Hoy celebramos la fiesta de la Visitación, un gran día para nuestra comunidad, para nuestros grupos de oración Magnificat…un gran día para decidirnos por la oración contemplativa.
La Anunciación fue la gran irrupción de Dios en la vida de María. Una experiencia mística en la que María del Silencio, la Escucha y la Acogida se abrió a recibir todo el misterio de Dios, y dijo «que sea en mi tu voluntad». Y después no se quedó dando vueltas y vueltas a la experiencia, sino que salió a servir…¡a visitar a su prima Isabel, que la necesitaba!
La experiencia mística no nos saca del mundo. Por el contrario, nos mete más de lleno en el mundo, aunque la experiencia nos tenga encandilados. Una señal de discernimiento para confirmar la experiencia mística, es que no nos quita de la vida. Otra señal que nos ayuda a discernir la experiencia son las personas o los acontecimientos que la confirman, como Isabel.
Quedamos suspendidos en la experiencia sin entender ni comprender. No es confusión. No estamos confundidos. Conociendo… pero sin entender. Hay un conocer que nos hace penetrar en el misterio, pero no hay una comprensión. Yo entiendo que esto que pasó es de Dios, pero es un entender sin entender. ¿Qué es lo que entiendo? Que es de Dios. ¿Qué es lo que no entiendo? Que no comprendo, no lo puedo razonar, no tiene los parámetros de mi lógica. Hay una racionalidad, que es Dios, razón pura, pero que mi razón no alcanza a comprender… Y así puedo seguir viviendo.
María, cuando estaba en este estado, fue al encuentro de Isabel, que es quien reconoce lo que le pasó: la Madre de mi Señor me viene a visitar… ¡Feliz por haber creído! Y María prorrumpe en un canto jubiloso:
«Mi alma canta la grandeza del Señor, y mi espíritu se estremece de gozo en Dios, mi salvador,
porque Él miró con bondad la pequeñez de tu servidora. En adelante todas las generaciones me llamarán feliz,
porque el Todopoderoso he hecho en mí grandes cosas: ¡su Nombre es santo!

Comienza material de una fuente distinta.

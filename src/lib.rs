//! Latent Dirichlet allocation by collapsed Gibbs sampling, with the
//! Dirichlet hyperparameters re-estimated while sampling.
//!
//! ```no_run
//! use tilda::{Corpus, Estimator, Settings};
//!
//! let corpus = Corpus::load_text("corpus.txt")?;
//! let settings = Settings {
//!     num_topics: 20,
//!     ..Settings::default()
//! };
//! let mut estimator = Estimator::new(&corpus, settings)?;
//! let model = estimator.run(&mut ())?;
//! println!("alpha = {:?}", model.alpha);
//! # Ok::<(), tilda::LdaError>(())
//! ```

pub mod corpus;
pub mod count_model;
pub mod error;
pub mod math;
pub mod report;
pub mod sampler;
pub mod settings;

pub use corpus::{Corpus, Vocabulary};
pub use count_model::CountModel;
pub use error::{LdaError, Result};
pub use report::{Checkpoint, FileReporter, ModelView, Reporter};
pub use sampler::{Estimator, FittedModel, Phase};
pub use settings::{OutputFiles, PriorFlags, Settings};
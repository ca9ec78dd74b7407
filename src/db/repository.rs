//! Database repository for all store operations.
//!
//! Every write is a single-row statement; the store's own per-row atomicity
//! is the consistency guarantee.

use chrono::Utc;
use sqlx::{Row, SqlitePool};

use crate::errors::AppError;
use crate::models::{
    AdminUser, Announcement, Application, ApplicationStatus, CreateEventRequest,
    CreateGalleryImageRequest, CreateTeamMemberRequest, Event, EventStatus, GalleryImage,
    NewApplication, TeamMember, UpdateEventRequest, UpdateTeamMemberRequest,
};

/// Database repository for all data operations.
#[derive(Clone)]
pub struct Repository {
    pool: SqlitePool,
}
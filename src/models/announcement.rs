//! Announcement model.

use serde::{Deserialize, Serialize};

/// A site-wide announcement. Immutable once created, except by delete.
#[derive(Debug, Clone, Serialize)]
#[serde(rename_all = "camelCase")]
pub struct Announcement {
    pub id: String,
    pub title: String,
    pub message: String,
    pub created_at: String,
}

/// Request body for creating an announcement.
#[derive(Debug, Clone, Deserialize)]
#[serde(rename_all = "camelCase")]
pub struct CreateAnnouncementRequest {
    #[serde(default)]
    pub title: Option<String>,
    #[serde(default)]
    pub message: Option<String>,
}
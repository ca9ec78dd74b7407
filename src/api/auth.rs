//! Auth API endpoints.

use axum::{extract::State, Json};
use chrono::Duration;

use crate::auth;
use crate::errors::AppError;
use crate::models::{LoginRequest, LoginResponse};
use crate::AppState;

/// POST /api/auth/login - Validate admin credentials and issue a token.
pub async fn login(
    State(state): State<AppState>,
    Json(request): Json<LoginRequest>,
) -> Result<Json<LoginResponse>, AppError> {
    let email = request.email.unwrap_or_default();
    let password = request.password.unwrap_or_default();

    if email.trim().is_empty() || password.is_empty() {
        return Err(AppError::Validation(
            "Email and password are required".to_string(),
        ));
    }

    // Same response for unknown email and wrong password.
    let user = state
        .repo
        .get_admin_by_email(&email)
        .await?
        .ok_or_else(|| AppError::Unauthorized("Invalid email or password".to_string()))?;

    if !auth::verify_password(&password, &user.password_hash) {
        return Err(AppError::Unauthorized(
            "Invalid email or password".to_string(),
        ));
    }

    let token = auth::issue_token(
        &state.jwt_secret,
        &user,
        Duration::hours(state.config.token_ttl_hours),
    )?;

    Ok(Json(LoginResponse {
        token,
        name: user.name,
        email: user.email,
        role: user.role,
    }))
}
//! Admin account model and login payloads.

use serde::{Deserialize, Serialize};

/// An administrator account allowed to manage site content.
#[derive(Debug, Clone, Serialize)]
#[serde(rename_all = "camelCase")]
pub struct AdminUser {
    pub id: String,
    pub name: String,
    pub email: String,
    /// Argon2 PHC string. Never leaves the server.
    #[serde(skip_serializing)]
    pub password_hash: String,
    pub role: String,
    pub created_at: String,
}

/// Request body for POST /api/auth/login.
#[derive(Debug, Clone, Deserialize)]
#[serde(rename_all = "camelCase")]
pub struct LoginRequest {
    #[serde(default)]
    pub email: Option<String>,
    #[serde(default)]
    pub password: Option<String>,
}

/// Response body for a successful login.
#[derive(Debug, Clone, Serialize)]
#[serde(rename_all = "camelCase")]
pub struct LoginResponse {
    pub token: String,
    pub name: String,
    pub email: String,
    pub role: String,
}
//! REST API module.
//!
//! Contains all API routes and handlers behind the `/api` prefix. Bodies are
//! plain JSON entities; errors are a JSON `{message}` with the mapped status.

mod announcements;
mod applications;
mod auth;
mod events;
mod gallery;
mod team;

pub use announcements::*;
pub use applications::*;
pub use auth::*;
pub use events::*;
pub use gallery::*;
pub use team::*;

use std::collections::HashMap;

use axum::{extract::Multipart, Json};
use serde::Serialize;

use crate::errors::AppError;
use crate::AppState;

/// Confirmation body for delete endpoints.
#[derive(Debug, Serialize)]
pub struct MessageResponse {
    pub message: String,
}

pub fn message(text: &str) -> Json<MessageResponse> {
    Json(MessageResponse {
        message: text.to_string(),
    })
}

/// An image file submitted alongside form fields.
pub struct UploadedImage {
    pub filename: String,
    pub content_type: Option<String>,
    pub bytes: Vec<u8>,
}

/// Text fields plus the optional `image` file from a multipart form.
#[derive(Default)]
pub struct FormData {
    fields: HashMap<String, String>,
    pub image: Option<UploadedImage>,
}

impl FormData {
    /// Raw field value, if the field was present in the form.
    pub fn field(&self, name: &str) -> Option<&str> {
        self.fields.get(name).map(|s| s.as_str())
    }

    /// Required create field: must be present and non-empty.
    pub fn required(&self, name: &str) -> Result<String, AppError> {
        match self.field(name) {
            Some(value) if !value.trim().is_empty() => Ok(value.to_string()),
            _ => Err(AppError::Validation(format!("{} is required", name))),
        }
    }

    /// Required update field: absent keeps the prior value, present must be
    /// non-empty.
    pub fn updated(&self, name: &str) -> Result<Option<String>, AppError> {
        match self.field(name) {
            None => Ok(None),
            Some(value) if value.trim().is_empty() => {
                Err(AppError::Validation(format!("{} cannot be empty", name)))
            }
            Some(value) => Ok(Some(value.to_string())),
        }
    }

    /// Clearable optional field: absent keeps the prior value (`None`), an
    /// empty value clears it (`Some(None)`), anything else sets it.
    pub fn optional(&self, name: &str) -> Option<Option<String>> {
        self.field(name).map(|value| {
            if value.is_empty() {
                None
            } else {
                Some(value.to_string())
            }
        })
    }
}

/// Drain a multipart form into text fields plus the optional `image` file.
pub async fn collect_form(mut multipart: Multipart) -> Result<FormData, AppError> {
    let mut form = FormData::default();

    while let Some(field) = multipart
        .next_field()
        .await
        .map_err(|e| AppError::BadRequest(format!("Malformed form data: {}", e)))?
    {
        let Some(name) = field.name().map(|s| s.to_string()) else {
            continue;
        };

        if name == "image" && field.file_name().is_some() {
            let filename = field
                .file_name()
                .unwrap_or("upload")
                .to_string();
            let content_type = field.content_type().map(|s| s.to_string());
            let bytes = field
                .bytes()
                .await
                .map_err(|e| AppError::BadRequest(format!("Malformed form data: {}", e)))?
                .to_vec();

            form.image = Some(UploadedImage {
                filename,
                content_type,
                bytes,
            });
        } else {
            let value = field
                .text()
                .await
                .map_err(|e| AppError::BadRequest(format!("Malformed form data: {}", e)))?;
            form.fields.insert(name, value);
        }
    }

    Ok(form)
}

/// Upload the form's image file, if any, and return its hosted URL.
/// A new upload always wins over any client-supplied URL field.
pub async fn store_image(state: &AppState, form: &FormData) -> Result<Option<String>, AppError> {
    let Some(image) = &form.image else {
        return Ok(None);
    };

    let Some(media) = &state.media else {
        return Err(AppError::Media("media storage is not configured".to_string()));
    };

    let url = media
        .upload(
            image.bytes.clone(),
            image.filename.clone(),
            image.content_type.clone(),
        )
        .await?;

    Ok(Some(url))
}

/// Required field in a JSON body: present and non-empty.
pub(crate) fn required_json(value: Option<String>, name: &str) -> Result<String, AppError> {
    match value {
        Some(v) if !v.trim().is_empty() => Ok(v),
        _ => Err(AppError::Validation(format!("{} is required", name))),
    }
}
//! Announcement API endpoints.

use axum::{
    extract::{Path, State},
    http::StatusCode,
    Json,
};

use super::{message, required_json, MessageResponse};
use crate::errors::AppError;
use crate::models::{Announcement, CreateAnnouncementRequest};
use crate::AppState;

/// GET /api/announcements - List all announcements, newest first.
pub async fn list_announcements(
    State(state): State<AppState>,
) -> Result<Json<Vec<Announcement>>, AppError> {
    Ok(Json(state.repo.list_announcements().await?))
}

/// POST /api/announcements - Create an announcement.
pub async fn create_announcement(
    State(state): State<AppState>,
    Json(request): Json<CreateAnnouncementRequest>,
) -> Result<(StatusCode, Json<Announcement>), AppError> {
    let title = required_json(request.title, "title")?;
    let body = required_json(request.message, "message")?;

    let announcement = state.repo.create_announcement(&title, &body).await?;

    Ok((StatusCode::CREATED, Json(announcement)))
}

/// DELETE /api/announcements/{id} - Delete an announcement.
pub async fn delete_announcement(
    State(state): State<AppState>,
    Path(id): Path<String>,
) -> Result<Json<MessageResponse>, AppError> {
    state.repo.delete_announcement(&id).await?;
    Ok(message("Announcement removed"))
}
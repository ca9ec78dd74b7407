//! Configuration module for the club backend.
//!
//! All configuration is loaded from environment variables with sensible defaults.

use std::env;
use std::net::SocketAddr;
use std::path::PathBuf;

/// Hosted media storage account. Uploads are disabled unless the full
/// account triple is present.
#[derive(Debug, Clone)]
pub struct MediaConfig {
    pub cloud_name: String,
    pub api_key: String,
    pub api_secret: String,
    /// Fixed folder all uploads land in.
    pub folder: String,
}

/// Application configuration loaded from environment variables.
#[derive(Debug, Clone)]
pub struct Config {
    /// Path to SQLite database file
    pub db_path: PathBuf,
    /// Address to bind the server to
    pub bind_addr: SocketAddr,
    /// Log level (trace, debug, info, warn, error)
    pub log_level: String,
    /// Secret for signing access tokens (required in production)
    pub jwt_secret: Option<String>,
    /// Access token lifetime in hours
    pub token_ttl_hours: i64,
    /// Admin account to seed at startup, if both are set
    pub admin_email: Option<String>,
    pub admin_password: Option<String>,
    /// Media storage account, if configured
    pub media: Option<MediaConfig>,
}

impl Config {
    /// Load configuration from environment variables.
    pub fn from_env() -> Self {
        dotenvy::dotenv().ok();

        let db_path = env::var("CLUB_DB_PATH")
            .unwrap_or_else(|_| "./data/club.sqlite".to_string())
            .into();

        let bind_addr = env::var("CLUB_BIND_ADDR")
            .unwrap_or_else(|_| "127.0.0.1:8080".to_string())
            .parse()
            .expect("Invalid CLUB_BIND_ADDR format");

        let log_level = env::var("CLUB_LOG_LEVEL").unwrap_or_else(|_| "info".to_string());

        let jwt_secret = env::var("CLUB_JWT_SECRET").ok();

        let token_ttl_hours = env::var("CLUB_TOKEN_TTL_HOURS")
            .ok()
            .and_then(|v| v.parse().ok())
            .unwrap_or(24);

        let admin_email = env::var("CLUB_ADMIN_EMAIL").ok();
        let admin_password = env::var("CLUB_ADMIN_PASSWORD").ok();

        let media = match (
            env::var("CLOUDINARY_CLOUD_NAME"),
            env::var("CLOUDINARY_API_KEY"),
            env::var("CLOUDINARY_API_SECRET"),
        ) {
            (Ok(cloud_name), Ok(api_key), Ok(api_secret)) => Some(MediaConfig {
                cloud_name,
                api_key,
                api_secret,
                folder: env::var("CLUB_MEDIA_FOLDER")
                    .unwrap_or_else(|_| "college_club_website".to_string()),
            }),
            _ => None,
        };

        Self {
            db_path,
            bind_addr,
            log_level,
            jwt_secret,
            token_ttl_hours,
            admin_email,
            admin_password,
            media,
        }
    }
}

Su misericordia se extiende de generación en generación sobre aquellos que lo temen.
Desplegó la fuerza de su brazo, dispersó a los soberbios de corazón.
Derribó a los poderosos de su trono y elevó a los humildes.
Colmó de bienes a los hambrientos y despidió a los ricos con las manos vacías.
Socorrió a Israel, su servidor, acordándose de su misericordia,
como lo había prometido a nuestros padres, en favor de Abraham
y de su descendencia para siempre» (Lc 1, 46-52).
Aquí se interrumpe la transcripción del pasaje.